### Exercise brief
Return every entry below exactly as written.

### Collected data
=-=-=
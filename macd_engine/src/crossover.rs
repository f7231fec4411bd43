use std::fmt;

use serde::{Deserialize, Serialize};

/// Crossover label for one time step.
#[derive(Debug, Clone, Copy, Default, PartialEq, Eq, Hash, Serialize, Deserialize)]
#[serde(rename_all = "snake_case")]
pub enum Crossover {
    /// No crossover on this step.
    #[default]
    None,
    /// MACD moved from at/below to strictly above the signal line.
    Bullish,
    /// MACD moved from at/above to strictly below the signal line.
    Bearish,
}

impl Crossover {
    /// Classifies the step from `(prev_macd, prev_signal)` to `(macd, signal)`.
    ///
    /// Equality on the previous step counts as "not yet crossed", so only the
    /// move out of equality fires and a run of equal steps fires once.
    pub fn between(prev_macd: f64, prev_signal: f64, macd: f64, signal: f64) -> Self {
        if prev_macd <= prev_signal && macd > signal {
            Crossover::Bullish
        } else if prev_macd >= prev_signal && macd < signal {
            Crossover::Bearish
        } else {
            Crossover::None
        }
    }

    pub fn is_event(self) -> bool {
        self != Crossover::None
    }

    /// Code written to CSV exports: 1 bullish, -1 bearish, 0 none.
    pub fn as_i8(self) -> i8 {
        match self {
            Crossover::None => 0,
            Crossover::Bullish => 1,
            Crossover::Bearish => -1,
        }
    }
}

impl fmt::Display for Crossover {
    fn fmt(&self, f: &mut fmt::Formatter<'_>) -> fmt::Result {
        let s = match self {
            Crossover::None => "none",
            Crossover::Bullish => "bullish",
            Crossover::Bearish => "bearish",
        };
        f.write_str(s)
    }
}

/// Labels every index of two aligned lines. Index 0 is always
/// [`Crossover::None`] since it has no predecessor.
///
/// Both slices must have the same length; extra trailing values in the longer
/// one are ignored.
pub fn classify_crossovers(macd: &[f64], signal: &[f64]) -> Vec<Crossover> {
    let n = macd.len().min(signal.len());
    let mut out = Vec::with_capacity(n);
    if n == 0 {
        return out;
    }
    out.push(Crossover::None);
    for i in 1..n {
        out.push(Crossover::between(macd[i - 1], signal[i - 1], macd[i], signal[i]));
    }
    out
}

#[cfg(test)]
mod tests {
    use super::*;

    #[test]
    fn strict_cross_up_and_down() {
        assert_eq!(Crossover::between(-1.0, 0.0, 1.0, 0.0), Crossover::Bullish);
        assert_eq!(Crossover::between(1.0, 0.0, -1.0, 0.0), Crossover::Bearish);
        assert_eq!(Crossover::between(1.0, 0.0, 2.0, 0.0), Crossover::None);
        assert_eq!(Crossover::between(-1.0, 0.0, -2.0, 0.0), Crossover::None);
    }

    #[test]
    fn leaving_equality_fires() {
        assert_eq!(Crossover::between(0.5, 0.5, 0.6, 0.5), Crossover::Bullish);
        assert_eq!(Crossover::between(0.5, 0.5, 0.4, 0.5), Crossover::Bearish);
    }

    #[test]
    fn touching_without_crossing_does_not_fire() {
        // below → equal → below: the equal step itself never fires
        let macd = [-1.0, 0.0, -1.0];
        let signal = [0.0, 0.0, 0.0];
        assert_eq!(
            classify_crossovers(&macd, &signal),
            vec![Crossover::None, Crossover::None, Crossover::Bearish]
        );
    }

    #[test]
    fn run_of_equal_steps_fires_once() {
        let macd = [-1.0, 0.0, 0.0, 0.0, 1.0, 2.0];
        let signal = [0.0; 6];
        let out = classify_crossovers(&macd, &signal);
        assert_eq!(out.iter().filter(|c| **c == Crossover::Bullish).count(), 1);
        assert_eq!(out[4], Crossover::Bullish);
    }

    #[test]
    fn first_index_is_none() {
        assert_eq!(classify_crossovers(&[5.0], &[-5.0]), vec![Crossover::None]);
        assert!(classify_crossovers(&[], &[]).is_empty());
    }

    #[test]
    fn codes_and_names() {
        assert_eq!(Crossover::Bullish.as_i8(), 1);
        assert_eq!(Crossover::Bearish.as_i8(), -1);
        assert_eq!(Crossover::None.as_i8(), 0);
        assert_eq!(Crossover::Bearish.to_string(), "bearish");
        assert!(!Crossover::None.is_event());
    }
}
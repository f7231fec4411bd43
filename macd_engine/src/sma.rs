/// Windows of the simple moving averages drawn over the price candles.
pub const PRICE_MA_WINDOWS: [usize; 4] = [12, 26, 50, 200];

/// Rolling simple mean over `window` values.
///
/// Entries before the window fills are `None`, as is every entry when
/// `window` is zero. A window holding a NaN or infinite value is `None` too;
/// later windows are unaffected once that value drops out.
pub fn sma_series(values: &[f64], window: usize) -> Vec<Option<f64>> {
    let mut out = Vec::with_capacity(values.len());
    if window == 0 {
        out.resize(values.len(), None);
        return out;
    }
    // finite values only, so one bad close cannot poison the running sum
    let mut sum = 0.0;
    let mut non_finite = 0usize;
    for (i, &v) in values.iter().enumerate() {
        if v.is_finite() {
            sum += v;
        } else {
            non_finite += 1;
        }
        if i >= window {
            let old = values[i - window];
            if old.is_finite() {
                sum -= old;
            } else {
                non_finite -= 1;
            }
        }
        if i + 1 >= window && non_finite == 0 {
            out.push(Some(sum / window as f64));
        } else {
            out.push(None);
        }
    }
    out
}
=-=-=
### Completed exercise
filename macd_engine/src/crossover.rs
repository f7231fec4411bd43
use std::fmt;

use serde::{Deserialize, Serialize};

/// Crossover label for one time step.
#[derive(Debug, Clone, Copy, Default, PartialEq, Eq, Hash, Serialize, Deserialize)]
#[serde(rename_all = "snake_case")]
pub enum Crossover {
    /// No crossover on this step.
    #[default]
    None,
    /// MACD moved from at/below to strictly above the signal line.
    Bullish,
    /// MACD moved from at/above to strictly below the signal line.
    Bearish,
}

impl Crossover {
    /// Classifies the step from `(prev_macd, prev_signal)` to `(macd, signal)`.
    ///
    /// Equality on the previous step counts as "not yet crossed", so only the
    /// move out of equality fires and a run of equal steps fires once.
    pub fn between(prev_macd: f64, prev_signal: f64, macd: f64, signal: f64) -> Self {
        if prev_macd <= prev_signal && macd > signal {
            Crossover::Bullish
        } else if prev_macd >= prev_signal && macd < signal {
            Crossover::Bearish
        } else {
            Crossover::None
        }
    }

    pub fn is_event(self) -> bool {
        self != Crossover::None
    }

    /// Code written to CSV exports: 1 bullish, -1 bearish, 0 none.
    pub fn as_i8(self) -> i8 {
        match self {
            Crossover::None => 0,
            Crossover::Bullish => 1,
            Crossover::Bearish => -1,
        }
    }
}

impl fmt::Display for Crossover {
    fn fmt(&self, f: &mut fmt::Formatter<'_>) -> fmt::Result {
        let s = match self {
            Crossover::None => "none",
            Crossover::Bullish => "bullish",
            Crossover::Bearish => "bearish",
        };
        f.write_str(s)
    }
}

/// Labels every index of two aligned lines. Index 0 is always
/// [`Crossover::None`] since it has no predecessor.
///
/// Both slices must have the same length; extra trailing values in the longer
/// one are ignored.
pub fn classify_crossovers(macd: &[f64], signal: &[f64]) -> Vec<Crossover> {
    let n = macd.len().min(signal.len());
    let mut out = Vec::with_capacity(n);
    if n == 0 {
        return out;
    }
    out.push(Crossover::None);
    for i in 1..n {
        out.push(Crossover::between(macd[i - 1], signal[i - 1], macd[i], signal[i]));
    }
    out
}

#[cfg(test)]
mod tests {
    use super::*;

    #[test]
    fn strict_cross_up_and_down() {
        assert_eq!(Crossover::between(-1.0, 0.0, 1.0, 0.0), Crossover::Bullish);
        assert_eq!(Crossover::between(1.0, 0.0, -1.0, 0.0), Crossover::Bearish);
        assert_eq!(Crossover::between(1.0, 0.0, 2.0, 0.0), Crossover::None);
        assert_eq!(Crossover::between(-1.0, 0.0, -2.0, 0.0), Crossover::None);
    }

    #[test]
    fn leaving_equality_fires() {
        assert_eq!(Crossover::between(0.5, 0.5, 0.6, 0.5), Crossover::Bullish);
        assert_eq!(Crossover::between(0.5, 0.5, 0.4, 0.5), Crossover::Bearish);
    }

    #[test]
    fn touching_without_crossing_does_not_fire() {
        // below → equal → below: the equal step itself never fires
        let macd = [-1.0, 0.0, -1.0];
        let signal = [0.0, 0.0, 0.0];
        assert_eq!(
            classify_crossovers(&macd, &signal),
            vec![Crossover::None, Crossover::None, Crossover::Bearish]
        );
    }

    #[test]
    fn run_of_equal_steps_fires_once() {
        let macd = [-1.0, 0.0, 0.0, 0.0, 1.0, 2.0];
        let signal = [0.0; 6];
        let out = classify_crossovers(&macd, &signal);
        assert_eq!(out.iter().filter(|c| **c == Crossover::Bullish).count(), 1);
        assert_eq!(out[4], Crossover::Bullish);
    }

    #[test]
    fn first_index_is_none() {
        assert_eq!(classify_crossovers(&[5.0], &[-5.0]), vec![Crossover::None]);
        assert!(classify_crossovers(&[], &[]).is_empty());
    }

    #[test]
    fn codes_and_names() {
        assert_eq!(Crossover::Bullish.as_i8(), 1);
        assert_eq!(Crossover::Bearish.as_i8(), -1);
        assert_eq!(Crossover::None.as_i8(), 0);
        assert_eq!(Crossover::Bearish.to_string(), "bearish");
        assert!(!Crossover::None.is_event());
    }
}
repository f7231fec4411bd43
filename macd_engine/src/sma.rs
/// Windows of the simple moving averages drawn over the price candles.
pub const PRICE_MA_WINDOWS: [usize; 4] = [12, 26, 50, 200];

/// Rolling simple mean over `window` values.
///
/// Entries before the window fills are `None`, as is every entry when
/// `window` is zero. A window holding a NaN or infinite value is `None` too;
/// later windows are unaffected once that value drops out.
pub fn sma_series(values: &[f64], window: usize) -> Vec<Option<f64>> {
    let mut out = Vec::with_capacity(values.len());
    if window == 0 {
        out.resize(values.len(), None);
        return out;
    }
    // finite values only, so one bad close cannot poison the running sum
    let mut sum = 0.0;
    let mut non_finite = 0usize;
    for (i, &v) in values.iter().enumerate() {
        if v.is_finite() {
            sum += v;
        } else {
            non_finite += 1;
        }
        if i >= window {
            let old = values[i - window];
            if old.is_finite() {
                sum -= old;
            } else {
                non_finite -= 1;
            }
        }
        if i + 1 >= window && non_finite == 0 {
            out.push(Some(sum / window as f64));
        } else {
            out.push(None);
        }
    }
    out
}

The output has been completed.